◆ Dataset records ◆
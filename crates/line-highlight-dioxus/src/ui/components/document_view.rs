use std::time::Duration;

use dioxus::prelude::*;
use line_highlight_config::DefaultView;
use line_highlight_engine::interaction::MarkerRequest;
use line_highlight_engine::models::count_by_color;
use line_highlight_engine::style::stylesheet;
use line_highlight_engine::{DocumentRef, scan_highlights};

use super::{LiveView, ReadingView};

/// Main panel for the open note. Mounts the highlight stylesheet, so it is
/// only present while a note is shown.
#[component]
pub fn DocumentView(
    document: DocumentRef,
    source: String,
    view: DefaultView,
    grace: Duration,
    on_view_change: EventHandler<DefaultView>,
    on_marker_request: EventHandler<MarkerRequest>,
) -> Element {
    let counts = count_by_color(&scan_highlights(&source));
    let display_name = document.display_path();

    rsx! {
        style { {stylesheet()} }
        div {
            class: "document-container",
            div {
                class: "document-header",
                h1 { "{display_name}" }
                div {
                    class: "view-toggle",
                    button {
                        class: if view == DefaultView::Reading { "active" } else { "" },
                        onclick: move |_| on_view_change.call(DefaultView::Reading),
                        "Reading"
                    }
                    button {
                        class: if view == DefaultView::Live { "active" } else { "" },
                        onclick: move |_| on_view_change.call(DefaultView::Live),
                        "Live"
                    }
                }
            }
            if !counts.is_empty() {
                ul {
                    class: "highlight-summary",
                    for (color, count) in counts {
                        li {
                            key: "{color}",
                            span {
                                class: "swatch",
                                style: "background: {color.swatch().hex()};",
                            }
                            "{color} {count}"
                        }
                    }
                }
            }
            hr {}
            if view == DefaultView::Reading {
                ReadingView { source: source.clone() }
            } else {
                LiveView {
                    key: "{document.relative_path()}",
                    document: document.clone(),
                    source: source.clone(),
                    grace,
                    on_marker_request,
                }
            }
        }
    }
}
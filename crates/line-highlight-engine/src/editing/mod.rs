/*!
 * # Marker Editing
 *
 * Writes highlight markers back into the source text. The source document is
 * owned by the host; an edit is one read, one pure rewrite of a single line,
 * and one write through [`DocumentStore`](crate::host::DocumentStore).
 *
 * - **`lines`**: splits a rope into zero-based text lines with byte spans
 * - **`marker_editor`**: rewrites the trailing marker of one line
 *
 * The rewrite goes through an xi-rope delta over the target line's span, so
 * every byte outside that span is carried over verbatim.
 *
 * ```rust
 * use line_highlight_engine::editing::rewrite_line_marker;
 * use line_highlight_engine::grammar::ColorTag;
 *
 * let text = "first\nsecond";
 * let marked = rewrite_line_marker(text, 1, Some(ColorTag::Purple)).unwrap();
 * assert_eq!(marked, "first\nsecond %hl-purple%");
 *
 * let cleared = rewrite_line_marker(&marked, 1, None).unwrap();
 * assert_eq!(cleared, text);
 * ```
 */

pub mod lines;
pub mod marker_editor;

pub use lines::{Span, TextLine, text_lines};
pub use marker_editor::{EditOutcome, rewrite_line_marker, set_line_marker};
use relative_path::{RelativePath, RelativePathBuf};

/// A markdown note addressed relative to the notes root.
#[derive(Debug, Clone, PartialEq, Eq, Hash)]
pub struct DocumentRef {
    relative_path: RelativePathBuf,
    title: String,
}

impl DocumentRef {
    pub fn new(relative_path: RelativePathBuf) -> Self {
        let title = relative_path
            .file_name()
            .map(|name| name.strip_suffix(".md").unwrap_or(name))
            .unwrap_or("Untitled")
            .to_string();
        Self {
            relative_path,
            title,
        }
    }

    pub fn relative_path(&self) -> &RelativePath {
        &self.relative_path
    }

    /// File name without the `.md` extension.
    pub fn title(&self) -> &str {
        &self.title
    }

    /// Relative path without the `.md` extension, for headings.
    pub fn display_path(&self) -> &str {
        let path = self.relative_path.as_str();
        path.strip_suffix(".md").unwrap_or(path)
    }
}

impl From<&str> for DocumentRef {
    fn from(path: &str) -> Self {
        Self::new(RelativePathBuf::from(path))
    }
}

#[cfg(test)]
mod tests {
    use super::*;

    #[test]
    fn title_drops_extension_and_folders() {
        let doc = DocumentRef::from("journal/2026/today.md");
        assert_eq!(doc.title(), "today");
        assert_eq!(doc.display_path(), "journal/2026/today");
        assert_eq!(doc.relative_path().as_str(), "journal/2026/today.md");
    }

    #[test]
    fn title_without_extension_is_kept() {
        assert_eq!(DocumentRef::from("README").title(), "README");
    }
}
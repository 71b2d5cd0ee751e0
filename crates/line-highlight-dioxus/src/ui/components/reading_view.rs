use dioxus::prelude::*;
use line_highlight_engine::interaction::surface::READING_VIEW_CLASS;
use line_highlight_engine::{render_document_html, render_reading_view};

/// Rendered markdown; highlighted lines show their block fragment.
#[component]
pub fn ReadingView(source: String) -> Element {
    let html = render_document_html(&render_reading_view(&source));

    rsx! {
        div {
            class: READING_VIEW_CLASS,
            dangerous_inner_html: "{html}",
        }
    }
}
pub mod document_view;
pub mod error_screen;
pub mod file_list;
pub mod live_view;
pub mod palette_menu;
pub mod reading_view;

pub use document_view::DocumentView;
pub use error_screen::ErrorScreen;
pub use file_list::FileList;
pub use live_view::LiveView;
pub use palette_menu::PaletteMenu;
pub use reading_view::ReadingView;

◆ DIRECTIONS FOR THIS TASK ◆
Return each line of the records above in which the word "nsecond" occurs.

◆ SOLUTION ◆
 * let text = "first\nsecond";
 * assert_eq!(marked, "first\nsecond %hl-purple%");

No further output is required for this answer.